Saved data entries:
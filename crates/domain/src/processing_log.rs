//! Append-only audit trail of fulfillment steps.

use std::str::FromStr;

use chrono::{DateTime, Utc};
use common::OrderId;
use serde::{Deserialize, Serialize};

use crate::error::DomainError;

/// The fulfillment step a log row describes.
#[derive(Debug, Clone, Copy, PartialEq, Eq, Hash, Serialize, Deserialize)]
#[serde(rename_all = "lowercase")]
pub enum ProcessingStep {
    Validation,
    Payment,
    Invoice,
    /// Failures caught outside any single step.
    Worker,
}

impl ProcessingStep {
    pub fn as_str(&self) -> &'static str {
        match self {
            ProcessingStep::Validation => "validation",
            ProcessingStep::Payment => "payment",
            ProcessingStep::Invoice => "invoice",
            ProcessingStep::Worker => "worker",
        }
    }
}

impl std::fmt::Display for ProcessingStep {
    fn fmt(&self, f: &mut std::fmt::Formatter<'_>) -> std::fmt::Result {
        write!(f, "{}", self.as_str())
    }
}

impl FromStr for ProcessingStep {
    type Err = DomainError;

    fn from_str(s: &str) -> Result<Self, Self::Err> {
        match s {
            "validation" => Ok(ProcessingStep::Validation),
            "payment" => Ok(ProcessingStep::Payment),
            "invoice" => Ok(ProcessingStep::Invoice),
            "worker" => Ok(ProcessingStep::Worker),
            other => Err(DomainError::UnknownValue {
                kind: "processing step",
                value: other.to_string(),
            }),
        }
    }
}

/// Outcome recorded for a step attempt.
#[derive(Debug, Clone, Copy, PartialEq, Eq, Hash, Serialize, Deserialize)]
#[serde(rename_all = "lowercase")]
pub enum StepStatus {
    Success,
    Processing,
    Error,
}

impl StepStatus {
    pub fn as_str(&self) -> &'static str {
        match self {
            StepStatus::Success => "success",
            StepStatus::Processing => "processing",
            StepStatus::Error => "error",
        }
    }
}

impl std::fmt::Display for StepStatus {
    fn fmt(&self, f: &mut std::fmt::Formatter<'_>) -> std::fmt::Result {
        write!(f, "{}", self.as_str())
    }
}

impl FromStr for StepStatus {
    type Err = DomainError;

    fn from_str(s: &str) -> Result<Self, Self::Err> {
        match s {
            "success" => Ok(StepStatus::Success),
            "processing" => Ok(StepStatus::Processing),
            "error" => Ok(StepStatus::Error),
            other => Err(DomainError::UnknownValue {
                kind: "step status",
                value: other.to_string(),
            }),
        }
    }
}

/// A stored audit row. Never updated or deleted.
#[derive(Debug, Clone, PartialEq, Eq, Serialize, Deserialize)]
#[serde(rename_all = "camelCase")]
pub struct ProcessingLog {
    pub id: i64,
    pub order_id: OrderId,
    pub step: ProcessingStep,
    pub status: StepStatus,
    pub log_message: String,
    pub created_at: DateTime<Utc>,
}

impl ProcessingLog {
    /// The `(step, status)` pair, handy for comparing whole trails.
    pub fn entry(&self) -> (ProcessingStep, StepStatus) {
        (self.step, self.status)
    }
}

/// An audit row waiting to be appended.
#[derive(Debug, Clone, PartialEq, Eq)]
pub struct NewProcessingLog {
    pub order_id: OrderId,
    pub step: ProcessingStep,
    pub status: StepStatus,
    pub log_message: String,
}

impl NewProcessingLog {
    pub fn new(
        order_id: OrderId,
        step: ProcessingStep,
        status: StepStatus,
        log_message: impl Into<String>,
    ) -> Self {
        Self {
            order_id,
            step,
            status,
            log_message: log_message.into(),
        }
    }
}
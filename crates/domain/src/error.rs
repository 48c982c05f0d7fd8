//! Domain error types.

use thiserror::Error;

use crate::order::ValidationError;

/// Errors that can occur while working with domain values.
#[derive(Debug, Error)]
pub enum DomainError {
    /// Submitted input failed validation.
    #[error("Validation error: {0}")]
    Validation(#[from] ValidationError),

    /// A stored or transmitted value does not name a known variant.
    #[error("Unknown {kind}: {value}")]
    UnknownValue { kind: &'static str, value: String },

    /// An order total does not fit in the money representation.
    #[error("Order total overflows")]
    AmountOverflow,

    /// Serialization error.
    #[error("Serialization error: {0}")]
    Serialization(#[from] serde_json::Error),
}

**What is required:** Where a line of the records contains the word "Success", copy that line.

**Exercise solution:**
    Success,
            StepStatus::Success => "success",
            "success" => Ok(StepStatus::Success),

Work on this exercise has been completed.